Soap scum can build up in both top-loading and front-loading machines, but front-loaders are more notorious for causing the smell. Add in the heat and dampness of your washer and this scum makes becomes the perfect breeding ground for stinky mildew, bacteria and mold. To combat the smell:

  • Use HE detergent: If you own a front-loader — and you probably do since they are stackable and advantageous for small NYC apartments — use high-efficiency detergent (look for “HE” on the bottle). Normal detergents produce more suds than your front-loader can handle; fewer suds result in less scum for smelly bacteria to cling to.
  • Wipe down seal: Remove your laundry soon after the cycle ends. Then, wipe down the rubber seal on the washing machine (photo above) to remove excess water or scum. Also, when the machine is not in use, leave the door open. Even slightly ajar is OK — just enough so moisture can escape.
  • Clean your machine: It’s good practice to sanitize your washing machine on the first of each month. If you have a newer model washer, run a “clean washer cycle” with some bleach. If your machine doesn’t have this feature, fill a spray bottle with bleach diluted in water (1:10 ratio). Spray the solution inside the washer drum and let it sit a few minutes before wiping with a sponge. Once you’re done scrubbing, run a regular wash cycle in your machine using a cup of bleach and hot water. Set the machine for the largest size load your machine allows to ensure as much of the inside of the drum is “washed” as possible. If bleach isn’t your thing, you can instead mix one-quarter cup of baking soda with one-quarter cup of water and add this solution to your machine’s detergent container; pour two cups of white vinegar into the drum and run a load using hot water. Whichever method you choose, don’t mix bleach and vinegar as the combination can result in toxic vapors.

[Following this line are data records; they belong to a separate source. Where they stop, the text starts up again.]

//! Transaction-tracker persistence for the Settlement Orchestrator
//! (spec §3 "Transaction tracker", §4.5).
//!
//! Three tables, one sqlite pool: `message_wait` tracks a broadcast
//! transaction hash to its terminal status; `rail_settlement_wait` and
//! `withdrawal_wait` each point a pending rail settlement or withdrawal at
//! the `message_wait` row that will resolve it. Status lookups are
//! self-cleaning: a `Confirmed` result, a `Failed` result, and an orphaned
//! wait row (its `message_wait` already gone) all delete the wait row on
//! the same call that reports them.

use chrono::Utc;
use piri_types::{RailId, WaitStatus};
use sqlx::{Row, SqlitePool};
use thiserror::Error;

#[derive(Debug, Error)]
pub enum StoreError {
    #[error("database error: {0}")]
    Database(#[from] sqlx::Error),
}

type Result<T> = std::result::Result<T, StoreError>;

#[derive(Debug, Clone, Copy, PartialEq, Eq)]
pub enum TxStatus {
    Pending,
    Confirmed,
    Failed,
}

impl TxStatus {
    fn as_str(&self) -> &'static str {
        match self {
            TxStatus::Pending => "pending",
            TxStatus::Confirmed => "confirmed",
            TxStatus::Failed => "failed",
        }
    }

    fn from_str(s: &str) -> Self {
        match s {
            "confirmed" => TxStatus::Confirmed,
            "failed" => TxStatus::Failed,
            _ => TxStatus::Pending,
        }
    }
}

/// A tracked on-chain transaction, from broadcast to terminal status.
#[derive(Debug, Clone)]
pub struct MessageWait {
    pub tx_hash: String,
    pub tx_status: TxStatus,
    pub tx_success: Option<bool>,
    pub confirmed_block: Option<i64>,
}

/// Persists and queries the pending-transaction tables behind one sqlite
/// pool. A single DB transaction covers every multi-table write, matching
/// the spec's "single per-request database transaction for the write
/// path" (§5).
#[derive(Clone)]
pub struct TransactionTracker {
    pool: SqlitePool,
}

impl TransactionTracker {
    pub fn new(pool: SqlitePool) -> Self {
        Self { pool }
    }

    /// Creates the tracker tables if they don't already exist.
    pub async fn init(&self) -> Result<()> {
        sqlx::query(
            "CREATE TABLE IF NOT EXISTS message_wait (
                tx_hash TEXT PRIMARY KEY,
                tx_status TEXT NOT NULL,
                tx_success INTEGER,
                confirmed_block INTEGER
            )",
        )
        .execute(&self.pool)
        .await?;

        sqlx::query(
            "CREATE TABLE IF NOT EXISTS rail_settlement_wait (
                rail_id INTEGER NOT NULL,
                tx_hash TEXT NOT NULL,
                created_at TEXT NOT NULL
            )",
        )
        .execute(&self.pool)
        .await?;

        sqlx::query(
            "CREATE TABLE IF NOT EXISTS withdrawal_wait (
                owner TEXT NOT NULL,
                tx_hash TEXT NOT NULL,
                created_at TEXT NOT NULL
            )",
        )
        .execute(&self.pool)
        .await?;

        Ok(())
    }

    /// Inserts `{message_wait(pending), rail_settlement_wait}` in one
    /// transaction (spec §4.5 submit step 5).
    pub async fn track_rail_settlement(&self, rail_id: RailId, tx_hash: &str) -> Result<()> {
        let mut tx = self.pool.begin().await?;
        sqlx::query("INSERT INTO message_wait (tx_hash, tx_status) VALUES (?, 'pending')")
            .bind(tx_hash)
            .execute(&mut *tx)
            .await?;
        sqlx::query(
            "INSERT INTO rail_settlement_wait (rail_id, tx_hash, created_at) VALUES (?, ?, ?)",
        )
        .bind(rail_id as i64)
        .bind(tx_hash)
        .bind(Utc::now().to_rfc3339())
        .execute(&mut *tx)
        .await?;
        tx.commit().await?;
        Ok(())
    }

    /// Inserts `{message_wait(pending), withdrawal_wait}` in one transaction.
    pub async fn track_withdrawal(&self, owner: &str, tx_hash: &str) -> Result<()> {
        let mut tx = self.pool.begin().await?;
        sqlx::query("INSERT INTO message_wait (tx_hash, tx_status) VALUES (?, 'pending')")
            .bind(tx_hash)
            .execute(&mut *tx)
            .await?;
        sqlx::query("INSERT INTO withdrawal_wait (owner, tx_hash, created_at) VALUES (?, ?, ?)")
            .bind(owner)
            .bind(tx_hash)
            .bind(Utc::now().to_rfc3339())
            .execute(&mut *tx)
            .await?;
        tx.commit().await?;
        Ok(())
    }

    /// Updates a tracked transaction's terminal status, as reported by a
    /// chain-status poller (an external collaborator; spec §1 scope note).
    pub async fn update_message_status(
        &self,
        tx_hash: &str,
        status: TxStatus,
        success: Option<bool>,
        confirmed_block: Option<i64>,
    ) -> Result<()> {
        sqlx::query(
            "UPDATE message_wait SET tx_status = ?, tx_success = ?, confirmed_block = ? WHERE tx_hash = ?",
        )
        .bind(status.as_str())
        .bind(success)
        .bind(confirmed_block)
        .bind(tx_hash)
        .execute(&self.pool)
        .await?;
        Ok(())
    }

    /// True if a non-terminal `rail_settlement_wait` row exists for
    /// `rail_id` (used by the submit path's conflict check, spec §4.5 step
    /// 1). Deletes the row first if the tracked transaction has already
    /// reached a terminal status.
    pub async fn has_pending_rail_settlement(&self, rail_id: RailId) -> Result<bool> {
        match self.rail_settlement_status(rail_id).await? {
            WaitStatus::Pending => Ok(true),
            WaitStatus::None | WaitStatus::Confirmed => Ok(false),
        }
    }

    /// Resolves the status of the most recent `rail_settlement_wait` row
    /// for `rail_id`, self-cleaning on any terminal outcome.
    pub async fn rail_settlement_status(&self, rail_id: RailId) -> Result<WaitStatus> {
        let row = sqlx::query(
            "SELECT tx_hash FROM rail_settlement_wait WHERE rail_id = ? ORDER BY created_at DESC LIMIT 1",
        )
        .bind(rail_id as i64)
        .fetch_optional(&self.pool)
        .await?;

        let Some(row) = row else {
            return Ok(WaitStatus::None);
        };
        let tx_hash: String = row.get("tx_hash");
        self.resolve_and_clean(&tx_hash, "rail_settlement_wait", "rail_id", rail_id as i64).await
    }

    /// Resolves the status of the most recent `withdrawal_wait` row for
    /// `owner`, self-cleaning on any terminal outcome (spec §4.5
    /// withdraw: "at most one pending withdrawal per owner").
    pub async fn withdrawal_status(&self, owner: &str) -> Result<WaitStatus> {
        let row = sqlx::query(
            "SELECT tx_hash FROM withdrawal_wait WHERE owner = ? ORDER BY created_at DESC LIMIT 1",
        )
        .bind(owner)
        .fetch_optional(&self.pool)
        .await?;

        let Some(row) = row else {
            return Ok(WaitStatus::None);
        };
        let tx_hash: String = row.get("tx_hash");

        let wait_tx_hash = tx_hash.clone();
        let status = self.message_status(&wait_tx_hash).await?;
        match status {
            None => {
                sqlx::query("DELETE FROM withdrawal_wait WHERE owner = ? AND tx_hash = ?")
                    .bind(owner)
                    .bind(&tx_hash)
                    .execute(&self.pool)
                    .await?;
                Ok(WaitStatus::None)
            }
            Some(wait) => match wait.tx_status {
                TxStatus::Pending => Ok(WaitStatus::Pending),
                TxStatus::Confirmed | TxStatus::Failed => {
                    sqlx::query("DELETE FROM withdrawal_wait WHERE owner = ? AND tx_hash = ?")
                        .bind(owner)
                        .bind(&tx_hash)
                        .execute(&self.pool)
                        .await?;
                    let result = if wait.tx_status == TxStatus::Confirmed {
                        WaitStatus::Confirmed
                    } else {
                        WaitStatus::None
                    };
                    Ok(result)
                }
            },
        }
    }

    pub async fn message_status(&self, tx_hash: &str) -> Result<Option<MessageWait>> {
        let row = sqlx::query(
            "SELECT tx_hash, tx_status, tx_success, confirmed_block FROM message_wait WHERE tx_hash = ?",
        )
        .bind(tx_hash)
        .fetch_optional(&self.pool)
        .await?;

        Ok(row.map(|row| MessageWait {
            tx_hash: row.get("tx_hash"),
            tx_status: TxStatus::from_str(row.get::<String, _>("tx_status").as_str()),
            tx_success: row.get("tx_success"),
            confirmed_block: row.get("confirmed_block"),
        }))
    }

    async fn resolve_and_clean(
        &self,
        tx_hash: &str,
        wait_table: &str,
        id_column: &str,
        id_value: i64,
    ) -> Result<WaitStatus> {
        let status = self.message_status(tx_hash).await?;
        match status {
            None => {
                self.delete_wait_row(wait_table, id_column, id_value, tx_hash).await?;
                Ok(WaitStatus::None)
            }
            Some(wait) => match wait.tx_status {
                TxStatus::Pending => Ok(WaitStatus::Pending),
                TxStatus::Confirmed => {
                    self.delete_wait_row(wait_table, id_column, id_value, tx_hash).await?;
                    Ok(WaitStatus::Confirmed)
                }
                TxStatus::Failed => {
                    self.delete_wait_row(wait_table, id_column, id_value, tx_hash).await?;
                    Ok(WaitStatus::None)
                }
            },
        }
    }

    async fn delete_wait_row(
        &self,
        table: &str,
        id_column: &str,
        id_value: i64,
        tx_hash: &str,
    ) -> Result<()> {
        let sql = format!("DELETE FROM {table} WHERE {id_column} = ? AND tx_hash = ?");
        sqlx::query(&sql).bind(id_value).bind(tx_hash).execute(&self.pool).await?;
        Ok(())
    }
}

How to Fix the Dryer Smell

Especially in small-apartment living, dryers can’t always be located along outside walls, which makes venting difficult. Double-check your set up. As clothes dry, moisture is being removed and vented out of the dryer. If your dryer isn’t vented through an airtight hose all the way to the exterior of the building, you’re pumping warm, moist air directly into your home. This is a perfect recipe for creating mold growth and musty smells, as well as potentially doing some structural damage. That air also carries with it a lot of fine lint particles, which isn’t good to breathe.

If your dryer isn’t properly vented and can’t be moved to a location where outside venting is possible, consider purchasing a ventless clothes dryer. These machines do not have an output air vent and rely on other methods to dispel the moisture laden air. Two types of ventless dryers are available:

  • A condensation dryer uses a blower to move air inside the machine. This air is heated and passed through the clothes, but instead of being vented out, the air travels back through a heat exchanger. The heat exchanger cools the air, causing the moisture in it to condense and flow into the washer drainpipe or containment chamber. As the air is dried, it is reheated and passed through the clothes again and again, until the laundry is dry.
  • A heat pump dryer sends air through a heat pump to condense water vapor, which flows into a drain pipe or collection chamber. This air is then reheated to be used again on clothes. Heat pump dryers use approximately half the energy required by either condensation or traditional dryers.